— Your assignment —
Transcribe the data below verbatim from the line with "let bins = self.frequencies.len();" to the line with "altitude_km, self.altitudes". Include both of those lines.

— Data —
▬▬▬

//! Beam-weighted aggregation into the power cube, and queries on the result.

use crate::beam::BeamPattern;
use crate::cache::write_atomically;
use crate::error::{Error, Result};
use crate::fov::Visibility;
use crate::frequency::{nearest_bin, FrequencyAxis};
use crate::friis::PowerMatrix;
use crate::geometry::ElevationTensor;
use crate::healpix::Tessellation;
use crate::transmitter::TransmitterTable;
use byteorder::{LittleEndian, ReadBytesExt, WriteBytesExt};
use rayon::prelude::*;
use std::fs::File;
use std::io::{self, BufReader, Read, Write};
use std::path::Path;
use tracing::debug;

const MAGIC: &[u8; 8] = b"SKYFMCUB";
const VERSION: u32 = 1;

/// Magic, version and the three counts.
const HEADER_LEN: u64 = 8 + 4 + 3 * 8;

/// Equivalent temperature (K) over `[altitude][pixel][frequency bin]`.
///
/// Dense and flat: every (altitude, pixel) cell owns a full-length frequency
/// vector, all zeros where nothing is visible.
#[derive(Clone, Debug, PartialEq)]
pub struct PowerCube {
    altitudes: Vec<f64>,
    frequencies: Vec<f64>,
    npix: usize,
    data: Vec<f64>,
}

impl PowerCube {
    /// Sums every visible transmitter's beam-weighted temperature into its
    /// frequency bin, for every altitude and pixel.
    ///
    /// A cell is `Σ K(t, alt) × gain(elevation(alt, pixel, pixel(t)))` over the
    /// visible transmitters `t` in that bin. Transmitters sharing a bin add up.
    pub fn aggregate(
        table: &TransmitterTable,
        power: &PowerMatrix,
        elevations: &ElevationTensor,
        visibility: &Visibility,
        beam: BeamPattern,
        axis: &FrequencyAxis,
    ) -> Self {
        let npix = elevations.pixel_count();
        let bins = axis.len();
        let altitudes = elevations.altitudes().to_vec();
        let mut data = vec![0.0; altitudes.len() * npix * bins];

        for (k, slab) in data.chunks_mut(npix * bins).enumerate() {
            slab.par_chunks_mut(bins)
                .enumerate()
                .for_each(|(pixel, spectrum)| {
                    let row = elevations.row(k, pixel);
                    for &t in visibility.visible(k, pixel) {
                        let gain = beam.gain(row[table.pixel(t)]);
                        spectrum[table.bin(t)] += power.kelvin(t, k) * gain;
                    }
                });

            debug!(altitude_km = altitudes[k], index = k, "aggregated altitude");
        }

        Self {
            altitudes,
            frequencies: axis.values().to_vec(),
            npix,
            data,
        }
    }

    /// `(altitudes, pixels, frequency bins)`.
    pub fn shape(&self) -> (usize, usize, usize) {
        (self.altitudes.len(), self.npix, self.frequencies.len())
    }

    pub fn altitudes(&self) -> &[f64] {
        &self.altitudes
    }

    pub fn frequencies(&self) -> &[f64] {
        &self.frequencies
    }

    pub fn pixel_count(&self) -> usize {
        self.npix
    }

    pub fn get(&self, altitude: usize, pixel: usize, bin: usize) -> Result<f64> {
        let spectrum = self.spectrum(altitude, pixel)?;
        check("frequency", bin, spectrum.len())?;
        Ok(spectrum[bin])
    }

    /// Frequency vector above one pixel at one altitude.
    pub fn spectrum(&self, altitude: usize, pixel: usize) -> Result<&[f64]> {
        check("altitude", altitude, self.altitudes.len())?;
        check("pixel", pixel, self.npix)?;

        let bins = self.frequencies.len();
        let start = (altitude * self.npix + pixel) * bins;
        Ok(&self.data[start..start + bins])
    }

    /// Per-pixel values of one frequency bin at one altitude.
    pub fn map(&self, altitude: usize, bin: usize) -> Result<Vec<f64>> {
        check("altitude", altitude, self.altitudes.len())?;
        check("frequency", bin, self.frequencies.len())?;

        Ok(self
            .slab(altitude)
            .chunks(self.frequencies.len())
            .map(|spectrum| spectrum[bin])
            .collect())
    }

    /// Per-pixel sum over the whole frequency axis at one altitude.
    pub fn total_map(&self, altitude: usize) -> Result<Vec<f64>> {
        check("altitude", altitude, self.altitudes.len())?;

        Ok(self
            .slab(altitude)
            .chunks(self.frequencies.len())
            .map(|spectrum| spectrum.iter().sum())
            .collect())
    }

    /// Index of an altitude of the cube, which must match exactly.
    pub fn altitude_index(&self, altitude_km: f64) -> Result<usize> {
        self.altitudes
            .iter()
            .position(|&a| a == altitude_km)
            .ok_or_else(|| {
                Error::InvalidInput(format!(
                    "altitude {} km is not in the cube, which has {:?}",
                    altitude_km, self.altitudes
                ))
            })
    }

    /// Index of the bin nearest to a frequency within the axis span.
    pub fn frequency_index(&self, frequency_mhz: f64) -> Result<usize> {
        let (first, last) = match (self.frequencies.first(), self.frequencies.last()) {
            (Some(&first), Some(&last)) => (first, last),
            _ => return Err(Error::InvalidInput("cube has no frequency bins".into())),
        };

        if !(frequency_mhz >= first && frequency_mhz <= last) {
            return Err(Error::InvalidInput(format!(
                "{} MHz lies outside the frequency axis {} to {} MHz",
                frequency_mhz, first, last
            )));
        }

        Ok(nearest_bin(frequency_mhz, &self.frequencies))
    }

    /// Pixel holding a ground position, on the tessellation the cube was built
    /// with.
    pub fn pixel_index(&self, tess: &Tessellation, latitude: f64, longitude: f64) -> Result<usize> {
        if tess.pixel_count() != self.npix {
            return Err(Error::InvalidInput(format!(
                "tessellation has {} pixels but the cube has {}",
                tess.pixel_count(),
                self.npix
            )));
        }

        if !(-90.0..=90.0).contains(&latitude) || !longitude.is_finite() {
            return Err(Error::InvalidInput(format!(
                "no pixel at latitude {}, longitude {}",
                latitude, longitude
            )));
        }

        Ok(tess.lonlat_to_pixel(longitude, latitude))
    }

    /// Writes the cube as little-endian binary.
    ///
    /// Layout: magic `SKYFMCUB`, u32 version, u64 counts of altitudes, pixels
    /// and bins, then altitudes, frequencies and the values, all f64.
    pub fn save(&self, path: &Path) -> Result<()> {
        write_atomically(path, |w| self.write_to(w))
    }

    /// Reads a cube written by [`PowerCube::save`].
    pub fn load(path: &Path) -> Result<Self> {
        let file = File::open(path)?;
        let len = file.metadata()?.len();
        let mut r = BufReader::new(file);
        Self::read_from(&mut r, len).map_err(|err| match err.kind() {
            io::ErrorKind::InvalidData | io::ErrorKind::UnexpectedEof => {
                Error::InvalidInput(format!("{}: {}", path.display(), err))
            }
            _ => Error::Io(err),
        })
    }

    fn slab(&self, altitude: usize) -> &[f64] {
        let len = self.npix * self.frequencies.len();
        &self.data[altitude * len..(altitude + 1) * len]
    }

    fn write_to(&self, w: &mut dyn Write) -> io::Result<()> {
        w.write_all(MAGIC)?;
        w.write_u32::<LittleEndian>(VERSION)?;
        w.write_u64::<LittleEndian>(self.altitudes.len() as u64)?;
        w.write_u64::<LittleEndian>(self.npix as u64)?;
        w.write_u64::<LittleEndian>(self.frequencies.len() as u64)?;
        for &value in self.altitudes.iter().chain(&self.frequencies).chain(&self.data) {
            w.write_f64::<LittleEndian>(value)?;
        }
        Ok(())
    }

    /// Reads a cube from a stream of `len` bytes. Counts in the header are
    /// checked against `len` before anything is allocated.
    fn read_from<R: Read>(r: &mut R, len: u64) -> io::Result<Self> {
        let invalid = |msg: String| io::Error::new(io::ErrorKind::InvalidData, msg);

        let mut magic = [0u8; 8];
        r.read_exact(&mut magic)?;
        if &magic != MAGIC {
            return Err(invalid("not a power cube file".into()));
        }

        let version = r.read_u32::<LittleEndian>()?;
        if version != VERSION {
            return Err(invalid(format!("unsupported cube version {}", version)));
        }

        let n_alt = r.read_u64::<LittleEndian>()? as usize;
        let npix = r.read_u64::<LittleEndian>()? as usize;
        let bins = r.read_u64::<LittleEndian>()? as usize;

        let values = n_alt
            .checked_mul(npix)
            .and_then(|n| n.checked_mul(bins))
            .and_then(|n| n.checked_add(n_alt))
            .and_then(|n| n.checked_add(bins))
            .and_then(|n| (n as u64).checked_mul(8));
        let remaining = len.saturating_sub(HEADER_LEN);
        if values != Some(remaining) {
            return Err(invalid(format!(
                "header claims {} altitudes × {} pixels × {} bins, which does not fit {} bytes of data",
                n_alt, npix, bins, remaining
            )));
        }

        let mut altitudes = vec![0.0; n_alt];
        r.read_f64_into::<LittleEndian>(&mut altitudes)?;
        let mut frequencies = vec![0.0; bins];
        r.read_f64_into::<LittleEndian>(&mut frequencies)?;
        let mut data = vec![0.0; n_alt * npix * bins];
        r.read_f64_into::<LittleEndian>(&mut data)?;

        let mut rest = [0u8; 1];
        if r.read(&mut rest)? != 0 {
            return Err(invalid("trailing bytes after cube data".into()));
        }

        Ok(Self {
            altitudes,
            frequencies,
            npix,
            data,
        })
    }
}

fn check(axis: &'static str, index: usize, len: usize) -> Result<()> {
    if index < len {
        Ok(())
    } else {
        Err(Error::OutOfRange { axis, index, len })
    }
}

#[cfg(test)]
mod tests {
    use super::*;
    use crate::friis::DEFAULT_CHANNEL_BANDWIDTH_HZ;
    use crate::geometry::{fov_geometries, Altitudes, EARTH_RADIUS_KM};
    use crate::transmitter::Transmitter;
    use approx::assert_relative_eq;
    use tempfile::tempdir;

    struct Fixture {
        tess: Tessellation,
        table: TransmitterTable,
        cube: PowerCube,
    }

    fn build(records: Vec<Transmitter>, beam: BeamPattern) -> Fixture {
        let tess = Tessellation::new(4).unwrap();
        let axis = FrequencyAxis::new(89.8, 90.7, 0.2).unwrap();
        let alts = Altitudes::from_values(vec![500.0, 2_000.0]).unwrap();

        let table = TransmitterTable::prepare(records, &tess, &axis).unwrap();
        let elevations = ElevationTensor::compute(&tess, &alts, EARTH_RADIUS_KM);
        let visibility = Visibility::resolve(&tess, &fov_geometries(&alts, EARTH_RADIUS_KM), &table);
        let power = PowerMatrix::compute(&table, alts.as_slice(), DEFAULT_CHANNEL_BANDWIDTH_HZ).unwrap();
        let cube = PowerCube::aggregate(&table, &power, &elevations, &visibility, beam, &axis);

        Fixture { tess, table, cube }
    }

    #[test]
    fn shared_bins_sum() {
        let one = build(vec![Transmitter::new(0.0, 0.0, 90.0, 1000.0).unwrap()], BeamPattern::SinSquare);
        let two = build(
            vec![
                Transmitter::new(0.0, 0.0, 90.0, 1000.0).unwrap(),
                Transmitter::new(0.0, 0.0, 90.03, 1000.0).unwrap(),
            ],
            BeamPattern::SinSquare,
        );

        let home = one.table.pixel(0);
        let single = one.cube.get(0, home, 1).unwrap();
        assert!(single > 0.0);

        // same bin, slightly different carrier: a bit less than double
        let double = two.cube.get(0, home, 1).unwrap();
        assert!(double > 1.99 * single && double < 2.0 * single);
    }

    #[test]
    fn empty_cells_are_zero_vectors() {
        let f = build(vec![Transmitter::new(0.0, 0.0, 90.0, 1000.0).unwrap()], BeamPattern::CosSquare);
        let far = f.tess.lonlat_to_pixel(180.0, 0.0);

        assert_eq!(f.cube.shape(), (2, 192, 5));
        assert!(f.cube.spectrum(0, far).unwrap().iter().all(|&v| v == 0.0));
        assert!(f.cube.spectrum(1, far).unwrap().iter().all(|&v| v == 0.0));
    }

    #[test]
    fn maps_and_spectra_agree() {
        let f = build(
            vec![
                Transmitter::new(10.0, 5.0, 90.0, 1000.0).unwrap(),
                Transmitter::new(-5.0, 355.0, 90.4, 3000.0).unwrap(),
            ],
            BeamPattern::CosSquare,
        );

        for k in 0..2 {
            let totals = f.cube.total_map(k).unwrap();
            for bin in 0..5 {
                let map = f.cube.map(k, bin).unwrap();
                for pixel in f.tess.pixel_ids() {
                    assert_eq!(map[pixel], f.cube.spectrum(k, pixel).unwrap()[bin]);
                }
            }
            for pixel in f.tess.pixel_ids() {
                let sum: f64 = f.cube.spectrum(k, pixel).unwrap().iter().sum();
                assert_relative_eq!(totals[pixel], sum);
            }
        }
    }

    #[test]
    fn queries_check_their_indices() {
        let f = build(vec![Transmitter::new(0.0, 0.0, 90.0, 1000.0).unwrap()], BeamPattern::CosSquare);

        assert!(matches!(f.cube.spectrum(2, 0), Err(Error::OutOfRange { axis: "altitude", .. })));
        assert!(matches!(f.cube.spectrum(0, 192), Err(Error::OutOfRange { axis: "pixel", .. })));
        assert!(matches!(f.cube.map(0, 5), Err(Error::OutOfRange { axis: "frequency", .. })));
        assert!(f.cube.get(0, 0, 4).is_ok());

        assert_eq!(f.cube.altitude_index(2_000.0).unwrap(), 1);
        assert!(f.cube.altitude_index(1_999.0).is_err());

        assert_eq!(f.cube.frequency_index(90.05).unwrap(), 1);
        assert_eq!(f.cube.frequency_index(90.1).unwrap(), 1);
        assert!(f.cube.frequency_index(91.0).is_err());

        assert_eq!(f.cube.pixel_index(&f.tess, 0.0, 0.0).unwrap(), f.table.pixel(0));
        assert!(f.cube.pixel_index(&f.tess, 95.0, 0.0).is_err());
        assert!(f.cube.pixel_index(&Tessellation::new(2).unwrap(), 0.0, 0.0).is_err());
    }

    #[test]
    fn saved_cube_loads_back() {
        let f = build(vec![Transmitter::new(30.0, 60.0, 90.2, 800.0).unwrap()], BeamPattern::CosSquare);
        let dir = tempdir().unwrap();
        let path = dir.path().join("cube.bin");

        f.cube.save(&path).unwrap();
        assert_eq!(PowerCube::load(&path).unwrap(), f.cube);

        std::fs::write(&path, b"SKYFMCUB\x01\x00").unwrap();
        assert!(matches!(PowerCube::load(&path), Err(Error::InvalidInput(_))));
        assert!(matches!(PowerCube::load(&dir.path().join("nope.bin")), Err(Error::Io(_))));
    }

    #[test]
    fn header_counts_must_fit_the_file() {
        let dir = tempdir().unwrap();
        let path = dir.path().join("cube.bin");

        let header = |counts: [u64; 3]| {
            let mut bytes = MAGIC.to_vec();
            bytes.write_u32::<LittleEndian>(VERSION).unwrap();
            for &n in &counts {
                bytes.write_u64::<LittleEndian>(n).unwrap();
            }
            bytes
        };

        // huge counts, no data: refused before allocating
        std::fs::write(&path, header([1 << 32; 3])).unwrap();
        assert!(matches!(PowerCube::load(&path), Err(Error::InvalidInput(_))));

        // counts whose product overflows
        std::fs::write(&path, header([u64::MAX, 2, 3])).unwrap();
        assert!(matches!(PowerCube::load(&path), Err(Error::InvalidInput(_))));

        // one value short
        let mut short = header([1, 1, 1]);
        short.extend_from_slice(&[0u8; 16]);
        std::fs::write(&path, &short).unwrap();
        assert!(matches!(PowerCube::load(&path), Err(Error::InvalidInput(_))));

        // and exactly right
        short.extend_from_slice(&[0u8; 8]);
        std::fs::write(&path, &short).unwrap();
        assert_eq!(PowerCube::load(&path).unwrap().shape(), (1, 1, 1));
    }
}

▬▬▬

— Result of the exercise —
        let bins = self.frequencies.len();
        let start = (altitude * self.npix + pixel) * bins;
        Ok(&self.data[start..start + bins])
    }

    /// Per-pixel values of one frequency bin at one altitude.
    pub fn map(&self, altitude: usize, bin: usize) -> Result<Vec<f64>> {
        check("altitude", altitude, self.altitudes.len())?;
        check("frequency", bin, self.frequencies.len())?;

        Ok(self
            .slab(altitude)
            .chunks(self.frequencies.len())
            .map(|spectrum| spectrum[bin])
            .collect())
    }

    /// Per-pixel sum over the whole frequency axis at one altitude.
    pub fn total_map(&self, altitude: usize) -> Result<Vec<f64>> {
        check("altitude", altitude, self.altitudes.len())?;

        Ok(self
            .slab(altitude)
            .chunks(self.frequencies.len())
            .map(|spectrum| spectrum.iter().sum())
            .collect())
    }

    /// Index of an altitude of the cube, which must match exactly.
    pub fn altitude_index(&self, altitude_km: f64) -> Result<usize> {
        self.altitudes
            .iter()
            .position(|&a| a == altitude_km)
            .ok_or_else(|| {
                Error::InvalidInput(format!(
                    "altitude {} km is not in the cube, which has {:?}",
                    altitude_km, self.altitudes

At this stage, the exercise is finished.